> _WHAT THE TASK REQUIRES_
Restate all of the material, keeping every line identical to the original.

> _EXTRACTED INFORMATION_
☆ ☆ ☆ ☆ ☆
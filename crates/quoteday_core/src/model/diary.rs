//! Diary entry and reflection value types.
//!
//! # Invariants
//! - One `DiaryEntry` per logical quote (enforced by the diary store).
//! - `Reflection::id` and `Reflection::timestamp_ms` never change after
//!   creation; only `text` is editable.
//! - Reflection timestamps within one entry are strictly increasing.

use crate::model::favorites::FavoritesCollection;
use crate::model::quote::{Quote, QuoteKey};
use serde::{Deserialize, Serialize};
use std::collections::BTreeMap;
use uuid::Uuid;

pub type EntryId = Uuid;
pub type ReflectionId = Uuid;

/// One timestamped free-text note.
#[derive(Debug, Clone, PartialEq, Eq, Serialize, Deserialize)]
pub struct Reflection {
    pub id: ReflectionId,
    pub text: String,
    /// Unix epoch milliseconds.
    pub timestamp_ms: i64,
}

impl Reflection {
    pub fn new(text: impl Into<String>, timestamp_ms: i64) -> Self {
        Self {
            id: Uuid::new_v4(),
            text: text.into(),
            timestamp_ms,
        }
    }
}

/// All reflections written against one quote snapshot.
#[derive(Debug, Clone, PartialEq, Eq, Serialize, Deserialize)]
pub struct DiaryEntry {
    pub id: EntryId,
    /// Snapshot taken when the entry was created.
    pub quote: Quote,
    pub reflections: Vec<Reflection>,
}

impl DiaryEntry {
    /// Creates an entry holding a single first reflection.
    pub fn new(quote: Quote, first: Reflection) -> Self {
        Self {
            id: Uuid::new_v4(),
            quote,
            reflections: vec![first],
        }
    }

    pub fn matches(&self, key: &QuoteKey) -> bool {
        self.quote.matches(key)
    }

    /// Appends a reflection stamped no earlier than `now_ms`.
    ///
    /// The stamp is bumped past the last reflection when the clock has not
    /// advanced, so ordering by timestamp always agrees with append order.
    pub fn append(&mut self, text: impl Into<String>, now_ms: i64) -> ReflectionId {
        let timestamp_ms = match self.last_timestamp_ms() {
            Some(last) if now_ms <= last => last.saturating_add(1),
            _ => now_ms,
        };
        let reflection = Reflection::new(text, timestamp_ms);
        let id = reflection.id;
        self.reflections.push(reflection);
        id
    }

    pub fn reflection_mut(&mut self, id: ReflectionId) -> Option<&mut Reflection> {
        self.reflections.iter_mut().find(|item| item.id == id)
    }

    fn last_timestamp_ms(&self) -> Option<i64> {
        self.reflections.iter().map(|item| item.timestamp_ms).max()
    }
}

/// Reflections of one logical quote merged across entries.
#[derive(Debug, Clone, PartialEq, Eq)]
pub struct DiaryGroup {
    pub key: QuoteKey,
    /// Snapshot from the first entry seen for this quote.
    pub quote: Quote,
    /// Newest first.
    pub reflections: Vec<Reflection>,
}

/// Ordered list of diary entries.
///
/// Serialized as a plain JSON array of entries.
#[derive(Debug, Clone, Default, PartialEq, Eq, Serialize, Deserialize)]
#[serde(transparent)]
pub struct Diary {
    entries: Vec<DiaryEntry>,
}

impl Diary {
    pub fn new() -> Self {
        Self::default()
    }

    pub fn is_empty(&self) -> bool {
        self.entries.is_empty()
    }

    pub fn entries(&self) -> &[DiaryEntry] {
        &self.entries
    }

    pub fn entry(&self, entry_id: EntryId) -> Option<&DiaryEntry> {
        self.entries.iter().find(|entry| entry.id == entry_id)
    }

    /// Appends a reflection to the quote's entry, creating the entry if the
    /// quote was never journaled.
    pub fn add_entry(
        &mut self,
        quote: &Quote,
        text: impl Into<String>,
        now_ms: i64,
    ) -> (EntryId, ReflectionId) {
        let key = quote.key();
        if let Some(entry) = self.entries.iter_mut().find(|entry| entry.matches(&key)) {
            let reflection_id = entry.append(text, now_ms);
            return (entry.id, reflection_id);
        }

        let first = Reflection::new(text, now_ms);
        let reflection_id = first.id;
        let entry = DiaryEntry::new(quote.clone(), first);
        let entry_id = entry.id;
        self.entries.push(entry);
        (entry_id, reflection_id)
    }

    /// Replaces one reflection's text. Returns `false` when either id is
    /// unknown.
    pub fn update_reflection(
        &mut self,
        entry_id: EntryId,
        reflection_id: ReflectionId,
        new_text: impl Into<String>,
    ) -> bool {
        let Some(reflection) = self
            .entries
            .iter_mut()
            .find(|entry| entry.id == entry_id)
            .and_then(|entry| entry.reflection_mut(reflection_id))
        else {
            return false;
        };
        reflection.text = new_text.into();
        true
    }

    /// Removes one reflection, and its entry once the entry is empty.
    /// Returns `false` when either id is unknown.
    pub fn delete_reflection(&mut self, entry_id: EntryId, reflection_id: ReflectionId) -> bool {
        let Some(entry_index) = self.entries.iter().position(|entry| entry.id == entry_id) else {
            return false;
        };
        let entry = &mut self.entries[entry_index];
        let before = entry.reflections.len();
        entry.reflections.retain(|item| item.id != reflection_id);
        if entry.reflections.len() == before {
            return false;
        }
        if entry.reflections.is_empty() {
            self.entries.remove(entry_index);
        }
        true
    }

    /// All reflections on the logical quote, in stored order.
    ///
    /// Scans every entry, so duplicate entries in loaded data still report
    /// all their reflections.
    pub fn reflections_for<'a>(&'a self, quote: &Quote) -> impl Iterator<Item = &'a Reflection> {
        let key = quote.key();
        self.entries
            .iter()
            .filter(move |entry| entry.matches(&key))
            .flat_map(|entry| entry.reflections.iter())
    }

    /// One group per logical quote, sorted by quote text, reflections newest
    /// first.
    pub fn grouped(&self) -> Vec<DiaryGroup> {
        let mut groups: BTreeMap<QuoteKey, DiaryGroup> = BTreeMap::new();
        for entry in &self.entries {
            groups
                .entry(entry.quote.key())
                .or_insert_with(|| DiaryGroup {
                    key: entry.quote.key(),
                    quote: entry.quote.clone(),
                    reflections: Vec::new(),
                })
                .reflections
                .extend(entry.reflections.iter().cloned());
        }
        groups
            .into_values()
            .map(|mut group| {
                group
                    .reflections
                    .sort_by(|a, b| b.timestamp_ms.cmp(&a.timestamp_ms));
                group
            })
            .collect()
    }

    /// Entries whose reflections mention `query`, or whose quote is filed in
    /// a favorites category whose name mentions it. Case-insensitive; an
    /// empty query matches everything.
    pub fn search<'a>(&'a self, query: &str, favorites: &FavoritesCollection) -> Vec<&'a DiaryEntry> {
        let needle = query.trim().to_lowercase();
        if needle.is_empty() {
            return self.entries.iter().collect();
        }
        self.entries
            .iter()
            .filter(|entry| {
                let in_reflections = entry
                    .reflections
                    .iter()
                    .any(|item| item.text.to_lowercase().contains(&needle));
                in_reflections
                    || favorites
                        .categories_for(&entry.quote)
                        .iter()
                        .any(|name| name.to_lowercase().contains(&needle))
            })
            .collect()
    }
}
☆ ☆ ☆ ☆ ☆
> _COMPLETED EXERCISE_
filename crates/quoteday_core/src/model/diary.rs
//! Diary entry and reflection value types.
//!
//! # Invariants
//! - One `DiaryEntry` per logical quote (enforced by the diary store).
//! - `Reflection::id` and `Reflection::timestamp_ms` never change after
//!   creation; only `text` is editable.
//! - Reflection timestamps within one entry are strictly increasing.

use crate::model::favorites::FavoritesCollection;
use crate::model::quote::{Quote, QuoteKey};
use serde::{Deserialize, Serialize};
use std::collections::BTreeMap;
use uuid::Uuid;

pub type EntryId = Uuid;
pub type ReflectionId = Uuid;

/// One timestamped free-text note.
#[derive(Debug, Clone, PartialEq, Eq, Serialize, Deserialize)]
pub struct Reflection {
    pub id: ReflectionId,
    pub text: String,
    /// Unix epoch milliseconds.
    pub timestamp_ms: i64,
}

impl Reflection {
    pub fn new(text: impl Into<String>, timestamp_ms: i64) -> Self {
        Self {
            id: Uuid::new_v4(),
            text: text.into(),
            timestamp_ms,
        }
    }
}

/// All reflections written against one quote snapshot.
#[derive(Debug, Clone, PartialEq, Eq, Serialize, Deserialize)]
pub struct DiaryEntry {
    pub id: EntryId,
    /// Snapshot taken when the entry was created.
    pub quote: Quote,
    pub reflections: Vec<Reflection>,
}

impl DiaryEntry {
    /// Creates an entry holding a single first reflection.
    pub fn new(quote: Quote, first: Reflection) -> Self {
        Self {
            id: Uuid::new_v4(),
            quote,
            reflections: vec![first],
        }
    }

    pub fn matches(&self, key: &QuoteKey) -> bool {
        self.quote.matches(key)
    }

    /// Appends a reflection stamped no earlier than `now_ms`.
    ///
    /// The stamp is bumped past the last reflection when the clock has not
    /// advanced, so ordering by timestamp always agrees with append order.
    pub fn append(&mut self, text: impl Into<String>, now_ms: i64) -> ReflectionId {
        let timestamp_ms = match self.last_timestamp_ms() {
            Some(last) if now_ms <= last => last.saturating_add(1),
            _ => now_ms,
        };
        let reflection = Reflection::new(text, timestamp_ms);
        let id = reflection.id;
        self.reflections.push(reflection);
        id
    }

    pub fn reflection_mut(&mut self, id: ReflectionId) -> Option<&mut Reflection> {
        self.reflections.iter_mut().find(|item| item.id == id)
    }

    fn last_timestamp_ms(&self) -> Option<i64> {
        self.reflections.iter().map(|item| item.timestamp_ms).max()
    }
}

/// Reflections of one logical quote merged across entries.
#[derive(Debug, Clone, PartialEq, Eq)]
pub struct DiaryGroup {
    pub key: QuoteKey,
    /// Snapshot from the first entry seen for this quote.
    pub quote: Quote,
    /// Newest first.
    pub reflections: Vec<Reflection>,
}

/// Ordered list of diary entries.
///
/// Serialized as a plain JSON array of entries.
#[derive(Debug, Clone, Default, PartialEq, Eq, Serialize, Deserialize)]
#[serde(transparent)]
pub struct Diary {
    entries: Vec<DiaryEntry>,
}

impl Diary {
    pub fn new() -> Self {
        Self::default()
    }

    pub fn is_empty(&self) -> bool {
        self.entries.is_empty()
    }

    pub fn entries(&self) -> &[DiaryEntry] {
        &self.entries
    }

    pub fn entry(&self, entry_id: EntryId) -> Option<&DiaryEntry> {
        self.entries.iter().find(|entry| entry.id == entry_id)
    }

    /// Appends a reflection to the quote's entry, creating the entry if the
    /// quote was never journaled.
    pub fn add_entry(
        &mut self,
        quote: &Quote,
        text: impl Into<String>,
        now_ms: i64,
    ) -> (EntryId, ReflectionId) {
        let key = quote.key();
        if let Some(entry) = self.entries.iter_mut().find(|entry| entry.matches(&key)) {
            let reflection_id = entry.append(text, now_ms);
            return (entry.id, reflection_id);
        }

        let first = Reflection::new(text, now_ms);
        let reflection_id = first.id;
        let entry = DiaryEntry::new(quote.clone(), first);
        let entry_id = entry.id;
        self.entries.push(entry);
        (entry_id, reflection_id)
    }

    /// Replaces one reflection's text. Returns `false` when either id is
    /// unknown.
    pub fn update_reflection(
        &mut self,
        entry_id: EntryId,
        reflection_id: ReflectionId,
        new_text: impl Into<String>,
    ) -> bool {
        let Some(reflection) = self
            .entries
            .iter_mut()
            .find(|entry| entry.id == entry_id)
            .and_then(|entry| entry.reflection_mut(reflection_id))
        else {
            return false;
        };
        reflection.text = new_text.into();
        true
    }

    /// Removes one reflection, and its entry once the entry is empty.
    /// Returns `false` when either id is unknown.
    pub fn delete_reflection(&mut self, entry_id: EntryId, reflection_id: ReflectionId) -> bool {
        let Some(entry_index) = self.entries.iter().position(|entry| entry.id == entry_id) else {
            return false;
        };
        let entry = &mut self.entries[entry_index];
        let before = entry.reflections.len();
        entry.reflections.retain(|item| item.id != reflection_id);
        if entry.reflections.len() == before {
            return false;
        }
        if entry.reflections.is_empty() {
            self.entries.remove(entry_index);
        }
        true
    }

    /// All reflections on the logical quote, in stored order.
    ///
    /// Scans every entry, so duplicate entries in loaded data still report
    /// all their reflections.
    pub fn reflections_for<'a>(&'a self, quote: &Quote) -> impl Iterator<Item = &'a Reflection> {
        let key = quote.key();
        self.entries
            .iter()
            .filter(move |entry| entry.matches(&key))
            .flat_map(|entry| entry.reflections.iter())
    }

    /// One group per logical quote, sorted by quote text, reflections newest
    /// first.
    pub fn grouped(&self) -> Vec<DiaryGroup> {
        let mut groups: BTreeMap<QuoteKey, DiaryGroup> = BTreeMap::new();
        for entry in &self.entries {
            groups
                .entry(entry.quote.key())
                .or_insert_with(|| DiaryGroup {
                    key: entry.quote.key(),
                    quote: entry.quote.clone(),
                    reflections: Vec::new(),
                })
                .reflections
                .extend(entry.reflections.iter().cloned());
        }
        groups
            .into_values()
            .map(|mut group| {
                group
                    .reflections
                    .sort_by(|a, b| b.timestamp_ms.cmp(&a.timestamp_ms));
                group
            })
            .collect()
    }

    /// Entries whose reflections mention `query`, or whose quote is filed in
    /// a favorites category whose name mentions it. Case-insensitive; an
    /// empty query matches everything.
    pub fn search<'a>(&'a self, query: &str, favorites: &FavoritesCollection) -> Vec<&'a DiaryEntry> {
        let needle = query.trim().to_lowercase();
        if needle.is_empty() {
            return self.entries.iter().collect();
        }
        self.entries
            .iter()
            .filter(|entry| {
                let in_reflections = entry
                    .reflections
                    .iter()
                    .any(|item| item.text.to_lowercase().contains(&needle));
                in_reflections
                    || favorites
                        .categories_for(&entry.quote)
                        .iter()
                        .any(|name| name.to_lowercase().contains(&needle))
            })
            .collect()
    }
}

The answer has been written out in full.